Exercise details
Scan the data for lines with "writer" and report the count by itself.
Data for analysis START
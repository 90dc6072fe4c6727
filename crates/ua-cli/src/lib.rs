//! Usage analytics server and CLI library.
//!
//! This crate wires the engine crates together behind the `ua` binary: the
//! HTTP API, the operator commands and configuration.

pub mod api;
mod cli;
pub mod commands;
mod config;
pub mod logging;
pub mod service;

pub use cli::{Cli, Commands};
pub use config::{Config, Settings};
pub use service::{Analytics, IngestOutcome, ServiceError};
//! Serve command: runs the HTTP API.

use anyhow::Result;
use ua_directory::Directory;

use crate::Config;
use crate::api;
use crate::service::Analytics;

pub async fn run(config: &Config, analytics: Analytics<Directory>) -> Result<()> {
    tracing::info!(
        database = %config.database_path.display(),
        policy = %analytics.settings().open_session_policy,
        version = env!("CARGO_PKG_VERSION"),
        "starting analytics server"
    );
    api::serve(config.listen_addr, analytics).await
}
//! Ingest command: records one event from the command line.

use std::io::Write;

use anyhow::{Context, Result};
use serde_json::Value;
use ua_core::IngestRequest;
use ua_db::SessionEffect;
use ua_directory::DirectoryLookup;

use crate::service::{Analytics, IngestOutcome};

/// Arguments of `ua ingest`.
#[derive(Debug, Clone)]
pub struct IngestArgs {
    pub user: String,
    pub action: String,
    pub details: Option<String>,
    pub timestamp: Option<String>,
}

pub async fn run<W: Write, D: DirectoryLookup>(
    writer: &mut W,
    analytics: &Analytics<D>,
    args: IngestArgs,
) -> Result<()> {
    let request = build_request(args)?;
    match analytics.ingest(request).await? {
        IngestOutcome::Stored(receipt) => {
            writeln!(
                writer,
                "Stored event {}{}",
                receipt.event_id,
                describe_session(receipt.session)
            )?;
        }
        IngestOutcome::Placeholder => {
            writeln!(writer, "Placeholder user, nothing stored.")?;
        }
    }
    Ok(())
}

fn build_request(args: IngestArgs) -> Result<IngestRequest> {
    let details = args
        .details
        .as_deref()
        .map(serde_json::from_str::<Value>)
        .transpose()
        .context("--details must be valid JSON")?;
    Ok(IngestRequest {
        user_id: Some(Value::String(args.user)),
        action: Some(Value::String(args.action)),
        details,
        timestamp: args.timestamp.map(Value::String),
    })
}

fn describe_session(effect: SessionEffect) -> String {
    match effect {
        SessionEffect::None => String::new(),
        SessionEffect::Opened {
            session_id,
            superseded: 0,
        } => format!(", opened session {session_id}"),
        SessionEffect::Opened {
            session_id,
            superseded,
        } => format!(", opened session {session_id} (abandoned {superseded} open)"),
        SessionEffect::Closed {
            session_id,
            duration_minutes,
        } => format!(", closed session {session_id} after {duration_minutes} min"),
        SessionEffect::Unpaired => ", no open session to close".to_string(),
        SessionEffect::Skipped => ", session skipped: unparsable timestamp".to_string(),
    }
}
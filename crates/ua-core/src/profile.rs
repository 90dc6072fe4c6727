//! Per-user metadata built up from event traffic.

use serde::{Deserialize, Serialize};

/// Fallback shown when a user's name has never been resolved.
pub const DEFAULT_DISPLAY_NAME: &str = "User";

/// Name details supplied by the user directory.
///
/// Either field may be absent; a present value overwrites what the profile
/// held, an absent one leaves it untouched.
#[derive(Debug, Clone, Default, PartialEq, Eq, Serialize, Deserialize)]
pub struct ProfileHint {
    #[serde(default)]
    pub display_name: Option<String>,
    #[serde(default)]
    pub handle: Option<String>,
}

impl ProfileHint {
    /// Drops blank values and a leading `@` on the handle.
    #[must_use]
    pub fn normalized(self) -> Self {
        let clean = |value: Option<String>| {
            value
                .map(|v| v.trim().to_string())
                .filter(|v| !v.is_empty())
        };
        Self {
            display_name: clean(self.display_name),
            handle: clean(self.handle.map(|h| h.trim().trim_start_matches('@').to_string())),
        }
    }

    pub const fn is_empty(&self) -> bool {
        self.display_name.is_none() && self.handle.is_none()
    }
}

/// A row of the profile registry.
#[derive(Debug, Clone, PartialEq, Eq, Serialize, Deserialize)]
pub struct Profile {
    pub user_id: String,
    pub display_name: Option<String>,
    pub handle: Option<String>,
    pub platform: String,
    pub first_seen: String,
    pub last_seen: String,
    pub last_action: String,
    pub total_actions: i64,
}

impl Profile {
    /// `Name (@handle)`, falling back to [`DEFAULT_DISPLAY_NAME`].
    pub fn label(&self) -> String {
        label(self.display_name.as_deref(), self.handle.as_deref())
    }
}

/// `Name (@handle)` from optional parts.
pub fn label(display_name: Option<&str>, handle: Option<&str>) -> String {
    let name = display_name
        .filter(|name| !name.is_empty())
        .unwrap_or(DEFAULT_DISPLAY_NAME);
    match handle.filter(|handle| !handle.is_empty()) {
        Some(handle) => format!("{name} (@{handle})"),
        None => name.to_string(),
    }
}

/// A recipient entry for the broadcast picker.
#[derive(Debug, Clone, PartialEq, Eq, Serialize, Deserialize)]
pub struct AudienceMember {
    pub id: String,
    pub name: String,
    pub handle: Option<String>,
}

impl From<&Profile> for AudienceMember {
    fn from(profile: &Profile) -> Self {
        Self {
            id: profile.user_id.clone(),
            name: profile.label(),
            handle: profile.handle.clone(),
        }
    }
}

#[cfg(test)]
mod tests {
    use super::*;

    #[test]
    fn hint_normalization_drops_blanks() {
        let hint = ProfileHint {
            display_name: Some("  ".to_string()),
            handle: Some(" @sniper ".to_string()),
        }
        .normalized();
        assert_eq!(hint.display_name, None);
        assert_eq!(hint.handle.as_deref(), Some("sniper"));
        assert!(!hint.is_empty());
        assert!(ProfileHint::default().normalized().is_empty());
    }

    #[test]
    fn label_combines_name_and_handle() {
        assert_eq!(label(Some("Alex"), Some("alex")), "Alex (@alex)");
        assert_eq!(label(None, Some("alex")), "User (@alex)");
        assert_eq!(label(Some("Alex"), None), "Alex");
        assert_eq!(label(Some(""), Some("")), "User");
    }
}
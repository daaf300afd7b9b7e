use renfa::compile;

include!("macros.rs");

#[test]
fn test_union() {
    let exprs = ["a|b", "(a|b)", "(a)|b", "a|(b)", "((a)|b)"];
    let valids = ["a", "b"];
    let invalids = ["", "c", "ab", "ba"];
    run_tests!(&exprs, &valids, &invalids);

    let exprs = ["a|b|c", "(a|b)|c", "(a)|b|(c)", "a|(b|c)"];
    let valids = ["a", "b", "c"];
    let invalids = ["", "d", "ab", "bc"];
    run_tests!(&exprs, &valids, &invalids);
}

#[test]
fn test_union_of_concats() {
    let exprs = ["ab|cd", "(ab)|(cd)"];
    let valids = ["ab", "cd"];
    let invalids = ["", "a", "b", "ac", "ad", "abcd"];
    run_tests!(&exprs, &valids, &invalids);
}
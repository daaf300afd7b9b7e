use renfa::{compile, CompileError};

macro_rules! assert_errors {
    ($exprs:expr, $variant:pat) => {{
        $exprs.iter().for_each(|&expr| {
            match compile(expr) {
                Err($variant) => {}
                other => panic!(r#""{}" produced {:?}"#, expr, other),
            }
        });
    }};
}

#[test]
fn test_unclosed_class() {
    let exprs = ["[", "[ab", "a[bc", "![", "![ab", "a![bc", "[a-"];
    assert_errors!(&exprs, CompileError::UnclosedClass { .. });
}

#[test]
fn test_mismatched_parentheses() {
    let exprs = ["(", ")", "a(", "(()", "(ab", "a)*", "(a))"];
    assert_errors!(&exprs, CompileError::MismatchedParentheses { .. });
}

#[test]
fn test_insufficient_operands() {
    let exprs = ["*", "?", "|", "a|", "|a", "*a", "**", "a|*"];
    assert_errors!(&exprs, CompileError::InsufficientOperands { .. });
}

#[test]
fn test_incomplete_expression() {
    let exprs = ["", "()", "(())"];
    assert_errors!(&exprs, CompileError::IncompleteExpression);
}

#[test]
fn test_unexpected_token() {
    let exprs = ["]", "a]", "!", "a!", "!(a)", "a-b", "a b", "&"];
    assert_errors!(&exprs, CompileError::UnexpectedToken { .. });
}

#[test]
fn test_error_positions() {
    assert_eq!(
        Err(CompileError::UnclosedClass { pos: 1 }),
        compile("a[bc")
    );
    assert_eq!(
        Err(CompileError::MismatchedParentheses { pos: 2 }),
        compile("ab)")
    );
    assert_eq!(
        Err(CompileError::UnexpectedToken { token: ']', pos: 2 }),
        compile("ab]")
    );
}
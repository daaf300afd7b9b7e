//! GraphViz rendering of compiled automata.

use automata::{Nfa, Symbol};

/// Render the automaton as GraphViz DOT text: an unlabeled entry point into
/// the start state, circles for ordinary states, a double circle for the
/// accept state, and one labeled edge per transition destination. Edges are
/// sorted so the output is deterministic.
pub fn render(nfa: &Nfa) -> String {
    let mut edges: Vec<_> = nfa.edges().collect();
    edges.sort();

    let mut dot = String::new();
    dot.push_str("digraph NFA {\n");
    dot.push_str("    rankdir=LR;\n");
    dot.push_str("    start [shape=point, label=\"\"];\n");
    dot.push_str(&format!(
        "    {} [shape=circle, label=\"{}\"];\n",
        nfa.start(),
        nfa.start()
    ));
    dot.push_str(&format!(
        "    {} [shape=doublecircle, label=\"{}\"];\n",
        nfa.accept(),
        nfa.accept()
    ));
    dot.push_str(&format!("    start -> {};\n", nfa.start()));

    for (from, on, to) in edges {
        dot.push_str(&format!(
            "    {} -> {} [label=\"{}\"];\n",
            from,
            to,
            escape(on)
        ));
    }

    dot.push_str("}\n");
    dot
}

/// Escape a transition label for DOT markup. Epsilon renders as `ε`;
/// characters that GraphViz or the DOT string syntax would misread are
/// backslash-escaped.
fn escape(symbol: Symbol) -> String {
    let c = match symbol {
        Symbol::Epsilon => return "ε".to_string(),
        Symbol::Char(c) => c,
    };

    match c {
        '\\' => r"\\".to_string(),
        '"' => "\\\"".to_string(),
        '*' => r"\*".to_string(),
        '[' => r"\[".to_string(),
        ']' => r"\]".to_string(),
        _ => c.to_string(),
    }
}
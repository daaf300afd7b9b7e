use crate::error::{CompileError, CompileResult};
use crate::token::{insert_concat, lex, pattern_string, Token};

use log::{debug, trace};

/// Compile a raw pattern into a postfix token stream ready for the automaton
/// builder: lex, insert explicit concatenation markers, then reorder with
/// the shunting-yard algorithm.
pub fn to_postfix(pattern: &str) -> CompileResult<Vec<Token>> {
    let tokens = insert_concat(lex(pattern)?);
    debug!(
        "normalized pattern: {}",
        pattern_string(tokens.iter().map(|(_, t)| t))
    );

    let postfix = shunt(tokens)?;
    debug!("postfix: {}", pattern_string(&postfix));
    Ok(postfix)
}

/// Reorder an infix token stream into postfix. Operands pass straight
/// through; operators wait on a stack until an operator of lower precedence
/// (or a group boundary) flushes them. Parentheses group and are never
/// emitted.
fn shunt(tokens: Vec<(usize, Token)>) -> CompileResult<Vec<Token>> {
    let mut output = Vec::with_capacity(tokens.len());
    let mut stack: Vec<(usize, Token)> = Vec::new();

    for (pos, token) in tokens {
        match token {
            Token::Literal(_)
            | Token::Class(_)
            | Token::NegatedClass(_)
            | Token::NegatedLiteral(_) => {
                trace!("operand: {}", token);
                output.push(token);
            }
            Token::LParen => stack.push((pos, Token::LParen)),
            Token::RParen => loop {
                match stack.pop() {
                    Some((_, Token::LParen)) => break,
                    Some((_, op)) => {
                        trace!("popped {} for `)`", op);
                        output.push(op);
                    }
                    None => return Err(CompileError::MismatchedParentheses { pos }),
                }
            },
            Token::Op(op) => {
                loop {
                    let top = match stack.last() {
                        Some((_, Token::Op(top))) if top.precedence() >= op.precedence() => *top,
                        _ => break,
                    };
                    stack.pop();
                    trace!("popped {} for {}", top, op);
                    output.push(Token::Op(top));
                }
                stack.push((pos, Token::Op(op)));
            }
        }
    }

    while let Some((pos, token)) = stack.pop() {
        match token {
            Token::LParen => return Err(CompileError::MismatchedParentheses { pos }),
            op => output.push(op),
        }
    }

    Ok(output)
}

#[cfg(test)]
mod tests {
    use super::*;

    fn postfix(pattern: &str) -> String {
        pattern_string(&to_postfix(pattern).unwrap())
    }

    #[test]
    fn test_concat() {
        assert_eq!("ab.", postfix("ab"));
        assert_eq!("ab.c.", postfix("abc"));
    }

    #[test]
    fn test_union() {
        assert_eq!("ab|", postfix("a|b"));
        assert_eq!("ab|c|", postfix("a|b|c"));
    }

    #[test]
    fn test_precedence() {
        // `*` binds tighter than concatenation, which binds tighter than `|`.
        assert_eq!("ab*.", postfix("ab*"));
        assert_eq!("ab*c.|", postfix("a|b*c"));
        assert_eq!("ab.c|", postfix("ab|c"));
        assert_eq!("ab?.", postfix("ab?"));
    }

    #[test]
    fn test_groups() {
        assert_eq!("ab|*", postfix("(a|b)*"));
        assert_eq!("ab|c.", postfix("(a|b)c"));
        assert_eq!("ab.", postfix("(a)(b)"));
        assert_eq!("a", postfix("((a))"));
    }

    #[test]
    fn test_class_tokens_pass_whole() {
        assert_eq!("[a-c]d.", postfix("[a-c]d"));
        assert_eq!("![a-c]", postfix("![a-c]"));
        assert_eq!("a?![b].", postfix("a?![b]"));
        assert_eq!("!ab|", postfix("!a|b"));
    }

    #[test]
    fn test_mismatched_parentheses() {
        assert_eq!(
            Err(CompileError::MismatchedParentheses { pos: 0 }),
            to_postfix("(")
        );
        assert_eq!(
            Err(CompileError::MismatchedParentheses { pos: 1 }),
            to_postfix("a)")
        );
        assert_eq!(
            Err(CompileError::MismatchedParentheses { pos: 0 }),
            to_postfix("(()")
        );
        assert_eq!(
            Err(CompileError::MismatchedParentheses { pos: 0 }),
            to_postfix("(ab")
        );
    }

    #[test]
    fn test_empty_pattern() {
        assert_eq!(Vec::<Token>::new(), to_postfix("").unwrap());
    }
}
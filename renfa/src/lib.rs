#![deny(rust_2018_idioms)]
#![deny(future_incompatible)]

//! Compile regular expressions into epsilon-NFAs.
//!
//! Compilation runs in three stages: the lexer/normalizer splits the raw
//! pattern into tokens and inserts explicit concatenation markers
//! ([`token`]), the shunting-yard pass reorders the tokens into postfix
//! ([`postfix`]), and the builder assembles the automaton bottom-up with
//! Thompson's construction ([`builder`]). The resulting [`Nfa`] exposes its
//! start state, accept state, and transition triples; [`dot`] renders it as
//! GraphViz text.

pub mod builder;
pub mod dot;
mod error;
pub mod postfix;
pub mod token;

pub use automata;
pub use automata::Nfa;
pub use error::{CompileError, CompileResult};

/// Compile a pattern into an epsilon-NFA.
///
/// Supported syntax: letters and digits, `(`/`)` grouping, `*` repetition,
/// `?` optional, `|` union, `[...]` character classes with `a-z` ranges, and
/// `![...]`/`!c` negation resolved against printable ASCII.
///
/// ```
/// let nfa = renfa::compile("a|b").unwrap();
///
/// assert!(nfa.accepts("a".chars()));
/// assert!(nfa.accepts("b".chars()));
/// assert!(!nfa.accepts("ab".chars()));
/// ```
pub fn compile(pattern: &str) -> CompileResult<Nfa> {
    builder::build(postfix::to_postfix(pattern)?)
}
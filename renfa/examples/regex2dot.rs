/// Tiny program that compiles a regular expression and prints the automaton
/// as GraphViz DOT text on stdout. Run with RUST_LOG=trace to see every
/// stage of the pipeline.
use std::env;
use std::process;

const HELP: &str = "regex2dot <regex>";

fn main() {
    env_logger::init();

    let pattern = match env::args().nth(1) {
        Some(s) => s,
        None => {
            eprintln!("{}", HELP);
            process::exit(1);
        }
    };

    match renfa::compile(&pattern) {
        Ok(nfa) => print!("{}", renfa::dot::render(&nfa)),
        Err(err) => {
            eprintln!("error: {}", err);
            process::exit(1);
        }
    }
}
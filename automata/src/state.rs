use std::fmt;

/// An opaque state identifier. Identifiers are unique for the lifetime of one
/// compilation; no two sub-automata built from the same [`StateIds`] ever
/// share one.
#[derive(Clone, Copy, Debug, Eq, PartialEq, Hash, Ord, PartialOrd)]
pub struct State(u32);

impl State {
    #[inline]
    pub fn index(self) -> u32 {
        self.0
    }
}

impl fmt::Display for State {
    #[inline]
    fn fmt(&self, f: &mut fmt::Formatter<'_>) -> fmt::Result {
        write!(f, "S{}", self.0)
    }
}

/// A monotonic state allocator owned by a single compilation. Because
/// identifiers are never reused, the transition tables of sibling automata
/// have disjoint key spaces and can be merged without loss.
#[derive(Debug, Default)]
pub struct StateIds {
    next: u32,
}

impl StateIds {
    #[inline]
    pub fn new() -> Self {
        StateIds { next: 0 }
    }

    /// Hand out a fresh state.
    #[inline]
    pub fn next_state(&mut self) -> State {
        let state = State(self.next);
        self.next += 1;
        state
    }

    /// The number of states allocated so far.
    #[inline]
    pub fn allocated(&self) -> u32 {
        self.next
    }
}
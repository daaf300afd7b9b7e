use crate::error::{CompileError, CompileResult};
use crate::token::{ClassItem, Op, Token};

use std::char;
use std::collections::BTreeSet;

use automata::{Nfa, StateIds};
use log::debug;

/// Inclusive bounds of the alphabet negated forms are resolved against:
/// printable ASCII, 95 characters.
const ALPHABET_FIRST: char = ' ';
const ALPHABET_LAST: char = '~';

/// Every character a negated class or negated literal can match.
fn alphabet() -> impl Iterator<Item = char> {
    (ALPHABET_FIRST as u32..=ALPHABET_LAST as u32).filter_map(char::from_u32)
}

/// Expand class items into the concrete set of characters they cover.
/// Reversed range endpoints are swapped before expansion, so `[c-a]` and
/// `[a-c]` cover the same set.
fn resolve_items(items: &[ClassItem]) -> BTreeSet<char> {
    let mut set = BTreeSet::new();
    for item in items {
        match *item {
            ClassItem::Single(c) => {
                set.insert(c);
            }
            ClassItem::Range(lo, hi) => {
                let (lo, hi) = if lo <= hi { (lo, hi) } else { (hi, lo) };
                set.extend((lo as u32..=hi as u32).filter_map(char::from_u32));
            }
        }
    }
    set
}

/// The alphabet minus the excluded set.
fn complement(excluded: &BTreeSet<char>) -> BTreeSet<char> {
    alphabet().filter(|c| !excluded.contains(c)).collect()
}

/// Assemble an epsilon-NFA from a postfix token stream using Thompson's
/// construction. Each leaf and each operator except concatenation allocates
/// exactly one fresh start/accept pair; operands are consumed from an
/// explicit stack and their transition tables merged into the result.
///
/// The stream must come from [`crate::postfix::to_postfix`]; in particular
/// it contains no parentheses.
pub fn build(postfix: Vec<Token>) -> CompileResult<Nfa> {
    let mut ids = StateIds::new();
    let mut stack: Vec<Nfa> = Vec::new();

    for token in postfix {
        let nfa = match token {
            Token::Literal(c) => Nfa::leaf(&mut ids, Some(c)),
            Token::Class(items) => Nfa::leaf(&mut ids, resolve_items(&items)),
            Token::NegatedClass(items) => {
                Nfa::leaf(&mut ids, complement(&resolve_items(&items)))
            }
            Token::NegatedLiteral(c) => {
                let mut excluded = BTreeSet::new();
                excluded.insert(c);
                Nfa::leaf(&mut ids, complement(&excluded))
            }
            Token::Op(op) => apply_op(&mut ids, &mut stack, op)?,
            Token::LParen | Token::RParen => {
                unreachable!("parentheses are never emitted by the postfix compiler")
            }
        };
        stack.push(nfa);
    }

    let nfa = stack.pop().ok_or(CompileError::IncompleteExpression)?;
    if !stack.is_empty() {
        // Marker insertion is total, so a multi-automaton stack means the
        // input stream did not come from the postfix compiler.
        return Err(CompileError::IncompleteExpression);
    }

    debug!(
        "compiled automaton: {} states, start {}, accept {}",
        ids.allocated(),
        nfa.start(),
        nfa.accept()
    );
    Ok(nfa)
}

/// Pop the operands an operator needs and push the composed result.
fn apply_op(ids: &mut StateIds, stack: &mut Vec<Nfa>, op: Op) -> CompileResult<Nfa> {
    let missing = || CompileError::InsufficientOperands { op };

    let nfa = match op {
        Op::Union => {
            let y = stack.pop().ok_or_else(missing)?;
            let x = stack.pop().ok_or_else(missing)?;
            Nfa::union(ids, x, y)
        }
        Op::Star => Nfa::star(ids, stack.pop().ok_or_else(missing)?),
        Op::Optional => Nfa::optional(ids, stack.pop().ok_or_else(missing)?),
        Op::Concat => {
            let y = stack.pop().ok_or_else(missing)?;
            let x = stack.pop().ok_or_else(missing)?;
            Nfa::concat(x, y)
        }
    };

    Ok(nfa)
}

#[cfg(test)]
mod tests {
    use super::*;

    #[test]
    fn test_alphabet_is_printable_ascii() {
        let all: Vec<_> = alphabet().collect();
        assert_eq!(95, all.len());
        assert_eq!(Some(&' '), all.first());
        assert_eq!(Some(&'~'), all.last());
    }

    #[test]
    fn test_resolve_range() {
        let set = resolve_items(&[ClassItem::Range('a', 'c')]);
        assert_eq!(vec!['a', 'b', 'c'], set.into_iter().collect::<Vec<_>>());
    }

    #[test]
    fn test_resolve_reversed_range() {
        let forward = resolve_items(&[ClassItem::Range('a', 'c')]);
        let reversed = resolve_items(&[ClassItem::Range('c', 'a')]);
        assert_eq!(forward, reversed);
    }

    #[test]
    fn test_resolve_overlaps_collapse() {
        let set = resolve_items(&[
            ClassItem::Range('a', 'd'),
            ClassItem::Range('c', 'f'),
            ClassItem::Single('e'),
        ]);
        assert_eq!(6, set.len());
    }

    #[test]
    fn test_complement_partitions_alphabet() {
        let excluded = resolve_items(&[ClassItem::Range('a', 'c')]);
        let allowed = complement(&excluded);
        assert_eq!(95, excluded.len() + allowed.len());
        assert!(allowed.contains(&'d'));
        assert!(!allowed.contains(&'b'));
    }

    #[test]
    fn test_empty_stream_is_incomplete() {
        assert_eq!(Err(CompileError::IncompleteExpression), build(Vec::new()));
    }

    #[test]
    fn test_operator_without_operand() {
        assert_eq!(
            Err(CompileError::InsufficientOperands { op: Op::Star }),
            build(vec![Token::Op(Op::Star)])
        );
        assert_eq!(
            Err(CompileError::InsufficientOperands { op: Op::Union }),
            build(vec![Token::Literal('a'), Token::Op(Op::Union)])
        );
    }

    #[test]
    fn test_leftover_operands_are_incomplete() {
        // Two operands and no joining operator: not a valid postfix stream.
        assert_eq!(
            Err(CompileError::IncompleteExpression),
            build(vec![Token::Literal('a'), Token::Literal('b')])
        );
    }
}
Data for analysis END
Exercise response
3